Posted on Dec 11 • Edited on Dec 28

I Got Obsessed With 2-Byte Deltas and Built a Delta Compressor That Actually Hits Them

#rust #performance #compression #opensource

TL;DR: Needed tiny deltas for an encrypted document format. xdelta3 uses 40+ bytes for simple edits. Built xpatch with 7 specialized algorithms and a tag system that references old versions. Result: median delta of 2 bytes on real code repositories. Yes, 2 bytes. Tested on 1.2 million real-world changes. Available for Rust, Python, Node.js, C/C++, and WebAssembly. It's fast as hell and actually works.

The median delta is 2 bytes.

Not a typo. Two bytes. That's a uint16. That's the header plus literally nothing else because the files being compared are identical and the algorithm just says "hey, go look at version 5, it's the same."

Let me show you how I ended up here, because it started with a much simpler problem and turned into a three-week rabbit hole that I'm genuinely excited about.

The Problem That Broke Me

I'm building a document format. The requirements list reads like a wish list from hell: E2EE, realtime collaboration, full version history, offline-first sync, and it all needs to actually work without requiring a dedicated server farm.

Here's the catch that makes everything complicated: you can't compress after encryption. Once you encrypt a delta, that's it. No more compression opportunities. Which means every single delta needs to be tiny, or storage costs will murder you before you even launch.

I started with Myers diff. You know, the classic. It's elegant, it's well-tested, it works. But for the kinds of micro-edits you get when capturing changes every 500ms? Way too verbose. Storing "user added 5 characters" was taking dozens of bytes.

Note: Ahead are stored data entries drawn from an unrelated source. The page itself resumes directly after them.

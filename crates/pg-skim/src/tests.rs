//! Unit tests for pg-skim.

use pg_core::MatrixPos;

use crate::matrix::SkimMatrix;

/// 3×3 seconds matrix with a zero diagonal, row-major.
fn sample() -> SkimMatrix {
    SkimMatrix::from_flat(vec![
        0.0, 600.0, 1200.0, //
        600.0, 0.0, 1800.0, //
        900.0, 1800.0, 0.0,
    ])
    .unwrap()
}

#[cfg(test)]
mod matrix {
    use super::*;
    use crate::SkimError;

    #[test]
    fn lookup_is_row_major_and_directed() {
        let m = sample();
        assert_eq!(m.dim(), 3);
        assert_eq!(m.cost(MatrixPos(1), MatrixPos(2)), 600.0);
        assert_eq!(m.cost(MatrixPos(3), MatrixPos(1)), 900.0);
        assert_ne!(m.cost(MatrixPos(1), MatrixPos(3)), m.cost(MatrixPos(3), MatrixPos(1)));
    }

    #[test]
    fn row_slice() {
        let m = sample();
        assert_eq!(m.row(MatrixPos(2)), &[600.0, 0.0, 1800.0]);
    }

    #[test]
    fn non_square_rejected() {
        let err = SkimMatrix::from_flat(vec![1.0; 8]).unwrap_err();
        assert!(matches!(err, SkimError::NotSquare(8)));
        assert!(err.to_string().contains("data consistency error"));
    }

    #[test]
    fn negative_cost_rejected() {
        let err = SkimMatrix::from_flat(vec![0.0, -1.0, 2.0, 0.0]).unwrap_err();
        assert!(matches!(err, SkimError::NegativeCost { index: 1, .. }));
    }

    #[test]
    fn dimension_check_against_zone_count() {
        let m = sample();
        assert!(m.check_dimension(3).is_ok());
        assert!(matches!(
            m.check_dimension(4),
            Err(SkimError::DimensionMismatch { skim: 3, zones: 4 })
        ));
    }
}

#[cfg(test)]
mod repair {
    use super::*;
    use crate::RepairRules;

    #[test]
    fn diagonal_gets_fraction_of_row_minimum() {
        let mut m = sample();
        RepairRules::default().apply(&mut m).unwrap();
        // Row 1 min nonzero = 600 → diagonal 420.
        assert_eq!(m.cost(MatrixPos(1), MatrixPos(1)), 0.7 * 600.0);
        // Row 3 min nonzero = 900 → diagonal 630.
        assert_eq!(m.cost(MatrixPos(3), MatrixPos(3)), 0.7 * 900.0);
    }

    #[test]
    fn intrazonal_factor_is_configurable() {
        let mut m = sample();
        let rules = RepairRules { intrazonal_factor: 0.5, ..Default::default() };
        rules.apply(&mut m).unwrap();
        assert_eq!(m.cost(MatrixPos(2), MatrixPos(2)), 0.5 * 600.0);
    }

    #[test]
    fn defective_cell_set_both_directions() {
        let mut m = sample();
        let rules = RepairRules {
            defective: vec![(MatrixPos(1), MatrixPos(3))],
            unreachable_cost: 9.9e6,
            ..Default::default()
        };
        rules.apply(&mut m).unwrap();
        assert_eq!(m.cost(MatrixPos(1), MatrixPos(3)), 9.9e6);
        assert_eq!(m.cost(MatrixPos(3), MatrixPos(1)), 9.9e6);
    }

    #[test]
    fn defective_cell_out_of_range_rejected() {
        let mut m = sample();
        let rules = RepairRules {
            defective: vec![(MatrixPos(1), MatrixPos(9))],
            ..Default::default()
        };
        assert!(rules.apply(&mut m).is_err());
    }
}

#[cfg(test)]
mod units {
    use crate::units::{meters_to_km, round4, secs_to_hours};

    #[test]
    fn conversions() {
        assert_eq!(secs_to_hours(3_600.0), 1.0);
        assert_eq!(meters_to_km(2_500.0), 2.5);
    }

    #[test]
    fn round4_behaviour() {
        assert_eq!(round4(0.123_449), 0.123_4);
        assert_eq!(round4(0.123_46), 0.123_5);
    }
}

#[cfg(test)]
mod parcel {
    use super::*;
    use crate::ParcelSkim;

    #[test]
    fn columns_hold_depot_to_zone_hours() {
        let m = sample();
        // Depots sit at positions 2 and 3.
        let ps = ParcelSkim::build(&m, &[MatrixPos(2), MatrixPos(3)]);
        assert_eq!(ps.n_depots(), 2);
        // Depot at pos 2 → zone 1: 600 s = 0.1667 h after rounding.
        assert_eq!(ps.hours(MatrixPos(1), 0), 0.166_7);
        // Depot at pos 3 → zone 2: 1800 s = 0.5 h.
        assert_eq!(ps.hours(MatrixPos(2), 1), 0.5);
    }
}

#[cfg(test)]
mod loader {
    use crate::loader::read_mtx_bytes;

    #[test]
    fn header_word_dropped() {
        let mut bytes = Vec::new();
        for word in [2i32, 0, 600, 600, 0] {
            bytes.extend_from_slice(&word.to_le_bytes());
        }
        let values = read_mtx_bytes(&bytes).unwrap();
        assert_eq!(values, [0.0, 600.0, 600.0, 0.0]);
    }

    #[test]
    fn truncated_file_rejected() {
        assert!(read_mtx_bytes(&[1, 2, 3]).is_err());
        assert!(read_mtx_bytes(&[]).is_err());
    }
}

I moved to xdelta3. Better. Actually pretty good for larger changes. But still burning 40+ bytes just to encode "hello" → "hello world". That's 8x overhead on a 6-byte change. Not going to work.

Then I found gdelta. There's this research paper from 2021 called "Exploring the Potential of Fast Delta Encoding" and it looked promising. Fast, good compression on small files, exactly what I needed. Problem: the only implementation was three-year-old research code with Python bindings that barely compiled.

So I did what any reasonable developer would do at 2 AM: said "fuck it, I'll rewrite it in Rust." Two weeks later, https://github.com/ImGajeed76/gdelta exists and actually works. It's fast, it's efficient, the algorithm is solid.

But I kept staring at the output. Simple edits were still around 20 bytes. And I couldn't stop thinking: "Why? Why do I need 20 bytes to store the fact that someone typed 'hello'?"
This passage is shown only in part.